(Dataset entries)
#####

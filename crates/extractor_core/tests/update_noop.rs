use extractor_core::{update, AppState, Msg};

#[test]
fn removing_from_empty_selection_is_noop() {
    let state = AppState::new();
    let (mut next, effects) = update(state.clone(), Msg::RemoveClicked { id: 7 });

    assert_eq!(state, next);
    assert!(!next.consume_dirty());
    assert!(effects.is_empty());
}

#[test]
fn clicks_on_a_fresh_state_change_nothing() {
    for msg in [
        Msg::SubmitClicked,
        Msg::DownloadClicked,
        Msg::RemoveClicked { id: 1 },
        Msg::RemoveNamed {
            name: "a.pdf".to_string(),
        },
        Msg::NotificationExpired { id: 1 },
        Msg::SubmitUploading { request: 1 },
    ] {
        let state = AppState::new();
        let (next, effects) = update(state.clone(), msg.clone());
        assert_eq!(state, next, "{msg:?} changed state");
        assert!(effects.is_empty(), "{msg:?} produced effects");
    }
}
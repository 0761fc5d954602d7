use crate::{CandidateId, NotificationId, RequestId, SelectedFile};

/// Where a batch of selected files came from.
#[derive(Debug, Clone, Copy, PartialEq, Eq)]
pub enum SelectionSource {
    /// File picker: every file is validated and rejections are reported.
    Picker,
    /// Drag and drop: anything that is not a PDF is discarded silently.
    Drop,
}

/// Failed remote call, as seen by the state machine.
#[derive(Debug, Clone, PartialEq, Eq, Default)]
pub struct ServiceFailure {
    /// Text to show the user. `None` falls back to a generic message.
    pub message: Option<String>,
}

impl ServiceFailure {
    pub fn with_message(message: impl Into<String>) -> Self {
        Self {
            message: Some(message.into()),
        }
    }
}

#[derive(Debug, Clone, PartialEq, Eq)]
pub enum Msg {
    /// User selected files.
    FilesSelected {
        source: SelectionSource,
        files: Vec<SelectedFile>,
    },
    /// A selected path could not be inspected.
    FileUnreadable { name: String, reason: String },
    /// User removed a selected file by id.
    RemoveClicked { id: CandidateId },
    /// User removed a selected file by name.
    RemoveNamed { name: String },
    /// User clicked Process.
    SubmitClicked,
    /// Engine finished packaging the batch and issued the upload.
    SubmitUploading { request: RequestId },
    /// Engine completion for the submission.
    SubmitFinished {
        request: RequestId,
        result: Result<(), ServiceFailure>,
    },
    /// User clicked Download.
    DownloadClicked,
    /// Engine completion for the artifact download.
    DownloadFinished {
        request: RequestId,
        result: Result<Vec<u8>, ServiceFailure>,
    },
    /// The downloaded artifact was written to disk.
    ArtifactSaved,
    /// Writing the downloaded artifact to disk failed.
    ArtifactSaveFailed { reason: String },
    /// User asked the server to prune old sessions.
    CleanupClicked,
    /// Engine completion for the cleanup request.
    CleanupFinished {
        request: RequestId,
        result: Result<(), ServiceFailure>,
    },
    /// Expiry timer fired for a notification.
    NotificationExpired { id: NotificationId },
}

#####

[WHAT YOU WILL DO]
Repeat every line of the records above exactly.

[RESULT OF THE EXERCISE]
filename crates/extractor_core/tests/update_noop.rs
use extractor_core::{update, AppState, Msg};

#[test]
fn removing_from_empty_selection_is_noop() {
    let state = AppState::new();
    let (mut next, effects) = update(state.clone(), Msg::RemoveClicked { id: 7 });

    assert_eq!(state, next);
    assert!(!next.consume_dirty());
    assert!(effects.is_empty());
}

#[test]
fn clicks_on_a_fresh_state_change_nothing() {
    for msg in [
        Msg::SubmitClicked,
        Msg::DownloadClicked,
        Msg::RemoveClicked { id: 1 },
        Msg::RemoveNamed {
            name: "a.pdf".to_string(),
        },
        Msg::NotificationExpired { id: 1 },
        Msg::SubmitUploading { request: 1 },
    ] {
        let state = AppState::new();
        let (next, effects) = update(state.clone(), msg.clone());
        assert_eq!(state, next, "{msg:?} changed state");
        assert!(effects.is_empty(), "{msg:?} produced effects");
    }
}
repository 0761fc5d954602d7
use crate::{CandidateId, NotificationId, RequestId, SelectedFile};

/// Where a batch of selected files came from.
#[derive(Debug, Clone, Copy, PartialEq, Eq)]
pub enum SelectionSource {
    /// File picker: every file is validated and rejections are reported.
    Picker,
    /// Drag and drop: anything that is not a PDF is discarded silently.
    Drop,
}

/// Failed remote call, as seen by the state machine.
#[derive(Debug, Clone, PartialEq, Eq, Default)]
pub struct ServiceFailure {
    /// Text to show the user. `None` falls back to a generic message.
    pub message: Option<String>,
}

impl ServiceFailure {
    pub fn with_message(message: impl Into<String>) -> Self {
        Self {
            message: Some(message.into()),
        }
    }
}

#[derive(Debug, Clone, PartialEq, Eq)]
pub enum Msg {
    /// User selected files.
    FilesSelected {
        source: SelectionSource,
        files: Vec<SelectedFile>,
    },
    /// A selected path could not be inspected.
    FileUnreadable { name: String, reason: String },
    /// User removed a selected file by id.
    RemoveClicked { id: CandidateId },
    /// User removed a selected file by name.
    RemoveNamed { name: String },
    /// User clicked Process.
    SubmitClicked,
    /// Engine finished packaging the batch and issued the upload.
    SubmitUploading { request: RequestId },
    /// Engine completion for the submission.
    SubmitFinished {
        request: RequestId,
        result: Result<(), ServiceFailure>,
    },
    /// User clicked Download.
    DownloadClicked,
    /// Engine completion for the artifact download.
    DownloadFinished {
        request: RequestId,
        result: Result<Vec<u8>, ServiceFailure>,
    },
    /// The downloaded artifact was written to disk.
    ArtifactSaved,
    /// Writing the downloaded artifact to disk failed.
    ArtifactSaveFailed { reason: String },
    /// User asked the server to prune old sessions.
    CleanupClicked,
    /// Engine completion for the cleanup request.
    CleanupFinished {
        request: RequestId,
        result: Result<(), ServiceFailure>,
    },
    /// Expiry timer fired for a notification.
    NotificationExpired { id: NotificationId },
}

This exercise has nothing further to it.